To do:
Would you reproduce exactly the lines below from the one holding "use rand::Rng;" through the one holding "pub const OFFLINE_QUOTES: [&str;", inclusive, and no others?

Records provided:
===
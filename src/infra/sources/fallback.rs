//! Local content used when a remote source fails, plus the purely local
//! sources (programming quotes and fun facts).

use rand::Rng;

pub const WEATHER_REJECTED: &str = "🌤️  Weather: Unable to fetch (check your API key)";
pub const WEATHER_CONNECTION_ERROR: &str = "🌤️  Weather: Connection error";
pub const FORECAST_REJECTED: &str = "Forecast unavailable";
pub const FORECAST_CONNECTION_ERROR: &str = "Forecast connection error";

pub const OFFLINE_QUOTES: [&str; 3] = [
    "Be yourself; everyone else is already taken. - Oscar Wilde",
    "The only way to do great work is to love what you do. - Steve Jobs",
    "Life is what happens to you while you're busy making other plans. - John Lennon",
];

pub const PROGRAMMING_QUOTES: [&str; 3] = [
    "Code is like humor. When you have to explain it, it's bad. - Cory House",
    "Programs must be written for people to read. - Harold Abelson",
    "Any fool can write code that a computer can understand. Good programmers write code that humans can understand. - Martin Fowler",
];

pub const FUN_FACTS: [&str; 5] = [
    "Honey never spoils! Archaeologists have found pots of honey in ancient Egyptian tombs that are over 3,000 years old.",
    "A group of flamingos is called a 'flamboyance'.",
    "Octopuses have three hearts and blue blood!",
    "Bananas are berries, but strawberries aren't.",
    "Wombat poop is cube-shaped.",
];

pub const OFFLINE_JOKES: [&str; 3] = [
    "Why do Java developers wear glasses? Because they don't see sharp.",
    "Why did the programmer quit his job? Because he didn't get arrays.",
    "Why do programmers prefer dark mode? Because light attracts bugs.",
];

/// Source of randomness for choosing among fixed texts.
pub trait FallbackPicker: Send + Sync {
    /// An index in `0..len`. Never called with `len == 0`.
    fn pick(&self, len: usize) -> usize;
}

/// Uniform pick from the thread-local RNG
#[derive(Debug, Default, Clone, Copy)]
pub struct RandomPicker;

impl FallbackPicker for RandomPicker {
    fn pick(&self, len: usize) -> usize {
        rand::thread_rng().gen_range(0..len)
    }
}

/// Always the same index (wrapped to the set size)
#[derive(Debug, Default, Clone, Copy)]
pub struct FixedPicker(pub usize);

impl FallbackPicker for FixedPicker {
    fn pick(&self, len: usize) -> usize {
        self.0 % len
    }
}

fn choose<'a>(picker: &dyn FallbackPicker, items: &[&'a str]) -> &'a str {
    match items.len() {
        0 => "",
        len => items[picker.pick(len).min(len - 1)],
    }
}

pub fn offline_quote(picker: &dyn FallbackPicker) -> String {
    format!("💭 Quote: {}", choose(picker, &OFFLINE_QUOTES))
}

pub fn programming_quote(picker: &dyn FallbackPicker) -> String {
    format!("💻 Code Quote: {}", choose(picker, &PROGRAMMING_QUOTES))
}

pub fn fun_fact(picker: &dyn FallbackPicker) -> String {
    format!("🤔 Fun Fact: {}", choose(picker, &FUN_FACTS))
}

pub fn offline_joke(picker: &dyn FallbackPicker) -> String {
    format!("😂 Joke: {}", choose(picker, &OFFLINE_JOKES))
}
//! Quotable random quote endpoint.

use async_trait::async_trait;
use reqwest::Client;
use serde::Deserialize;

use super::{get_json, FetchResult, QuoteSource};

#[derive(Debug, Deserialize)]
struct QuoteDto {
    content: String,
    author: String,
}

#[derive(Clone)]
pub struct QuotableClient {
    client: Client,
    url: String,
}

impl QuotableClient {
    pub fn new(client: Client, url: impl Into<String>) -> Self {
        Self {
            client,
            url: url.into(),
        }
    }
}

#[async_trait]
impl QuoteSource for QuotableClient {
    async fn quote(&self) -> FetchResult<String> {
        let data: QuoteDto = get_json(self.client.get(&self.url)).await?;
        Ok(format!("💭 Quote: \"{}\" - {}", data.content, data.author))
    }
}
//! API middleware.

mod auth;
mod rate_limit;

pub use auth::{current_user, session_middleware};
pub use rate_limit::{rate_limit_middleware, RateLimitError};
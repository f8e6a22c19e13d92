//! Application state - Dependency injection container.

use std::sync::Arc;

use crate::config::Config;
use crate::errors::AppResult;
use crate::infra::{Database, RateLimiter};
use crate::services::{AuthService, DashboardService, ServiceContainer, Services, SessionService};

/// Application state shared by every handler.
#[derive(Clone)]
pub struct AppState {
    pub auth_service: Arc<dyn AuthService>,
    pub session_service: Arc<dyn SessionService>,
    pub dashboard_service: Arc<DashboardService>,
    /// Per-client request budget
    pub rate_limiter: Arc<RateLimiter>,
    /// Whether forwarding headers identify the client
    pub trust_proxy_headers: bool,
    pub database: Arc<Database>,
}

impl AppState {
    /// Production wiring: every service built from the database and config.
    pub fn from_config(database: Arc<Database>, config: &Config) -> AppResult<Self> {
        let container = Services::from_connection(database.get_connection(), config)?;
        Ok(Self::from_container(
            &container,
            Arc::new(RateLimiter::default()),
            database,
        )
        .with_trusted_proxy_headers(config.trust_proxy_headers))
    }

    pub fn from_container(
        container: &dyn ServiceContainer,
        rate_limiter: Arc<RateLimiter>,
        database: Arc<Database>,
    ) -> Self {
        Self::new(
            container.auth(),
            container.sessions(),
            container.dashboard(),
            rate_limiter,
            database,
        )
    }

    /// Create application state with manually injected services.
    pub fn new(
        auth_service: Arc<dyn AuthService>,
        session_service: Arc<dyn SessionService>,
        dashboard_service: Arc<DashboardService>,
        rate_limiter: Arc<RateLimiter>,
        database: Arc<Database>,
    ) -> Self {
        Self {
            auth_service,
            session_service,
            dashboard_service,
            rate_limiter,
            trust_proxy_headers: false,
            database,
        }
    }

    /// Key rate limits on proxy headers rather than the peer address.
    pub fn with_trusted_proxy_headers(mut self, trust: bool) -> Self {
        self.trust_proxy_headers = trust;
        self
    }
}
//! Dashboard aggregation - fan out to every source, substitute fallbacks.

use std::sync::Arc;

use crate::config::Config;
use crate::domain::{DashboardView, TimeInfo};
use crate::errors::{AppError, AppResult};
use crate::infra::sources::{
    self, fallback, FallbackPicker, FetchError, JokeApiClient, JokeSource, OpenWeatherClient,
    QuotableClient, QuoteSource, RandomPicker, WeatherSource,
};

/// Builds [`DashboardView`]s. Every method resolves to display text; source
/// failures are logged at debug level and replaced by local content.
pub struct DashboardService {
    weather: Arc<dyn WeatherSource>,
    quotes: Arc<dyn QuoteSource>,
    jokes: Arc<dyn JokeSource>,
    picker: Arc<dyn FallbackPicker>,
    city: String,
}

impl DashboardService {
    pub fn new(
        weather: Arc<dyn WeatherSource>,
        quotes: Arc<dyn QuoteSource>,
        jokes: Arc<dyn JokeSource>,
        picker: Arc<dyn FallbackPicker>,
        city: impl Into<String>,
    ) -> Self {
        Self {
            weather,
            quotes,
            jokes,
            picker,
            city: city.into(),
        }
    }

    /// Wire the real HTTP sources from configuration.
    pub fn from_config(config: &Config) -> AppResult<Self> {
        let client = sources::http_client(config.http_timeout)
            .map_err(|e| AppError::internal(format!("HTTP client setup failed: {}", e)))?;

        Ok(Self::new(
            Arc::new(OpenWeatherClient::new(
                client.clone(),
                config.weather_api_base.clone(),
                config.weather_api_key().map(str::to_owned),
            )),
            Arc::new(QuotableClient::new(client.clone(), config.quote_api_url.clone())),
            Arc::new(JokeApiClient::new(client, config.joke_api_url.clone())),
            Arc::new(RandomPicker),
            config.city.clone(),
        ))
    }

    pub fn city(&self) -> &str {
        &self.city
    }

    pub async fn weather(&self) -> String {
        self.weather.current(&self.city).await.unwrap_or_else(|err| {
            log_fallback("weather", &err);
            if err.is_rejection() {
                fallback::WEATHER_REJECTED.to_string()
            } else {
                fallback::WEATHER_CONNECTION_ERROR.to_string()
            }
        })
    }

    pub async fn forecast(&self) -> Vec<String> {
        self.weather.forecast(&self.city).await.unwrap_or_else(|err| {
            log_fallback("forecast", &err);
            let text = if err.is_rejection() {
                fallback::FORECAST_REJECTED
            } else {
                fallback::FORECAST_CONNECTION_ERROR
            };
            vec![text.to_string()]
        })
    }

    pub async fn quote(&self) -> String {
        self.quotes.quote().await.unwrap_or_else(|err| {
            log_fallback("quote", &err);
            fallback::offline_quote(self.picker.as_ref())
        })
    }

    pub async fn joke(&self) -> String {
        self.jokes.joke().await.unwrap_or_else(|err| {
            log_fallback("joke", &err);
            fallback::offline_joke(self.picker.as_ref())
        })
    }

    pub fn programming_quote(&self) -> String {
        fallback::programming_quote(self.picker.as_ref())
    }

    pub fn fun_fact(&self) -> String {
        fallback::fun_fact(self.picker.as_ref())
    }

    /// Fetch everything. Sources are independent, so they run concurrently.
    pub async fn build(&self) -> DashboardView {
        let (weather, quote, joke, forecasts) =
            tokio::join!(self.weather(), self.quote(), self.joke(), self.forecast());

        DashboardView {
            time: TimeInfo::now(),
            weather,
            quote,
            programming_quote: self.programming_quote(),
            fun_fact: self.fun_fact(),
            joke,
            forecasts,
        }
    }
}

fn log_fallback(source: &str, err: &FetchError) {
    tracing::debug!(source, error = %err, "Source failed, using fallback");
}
===
Expected output:
use rand::Rng;

pub const WEATHER_REJECTED: &str = "🌤️  Weather: Unable to fetch (check your API key)";
pub const WEATHER_CONNECTION_ERROR: &str = "🌤️  Weather: Connection error";
pub const FORECAST_REJECTED: &str = "Forecast unavailable";
pub const FORECAST_CONNECTION_ERROR: &str = "Forecast connection error";

pub const OFFLINE_QUOTES: [&str; 3] = [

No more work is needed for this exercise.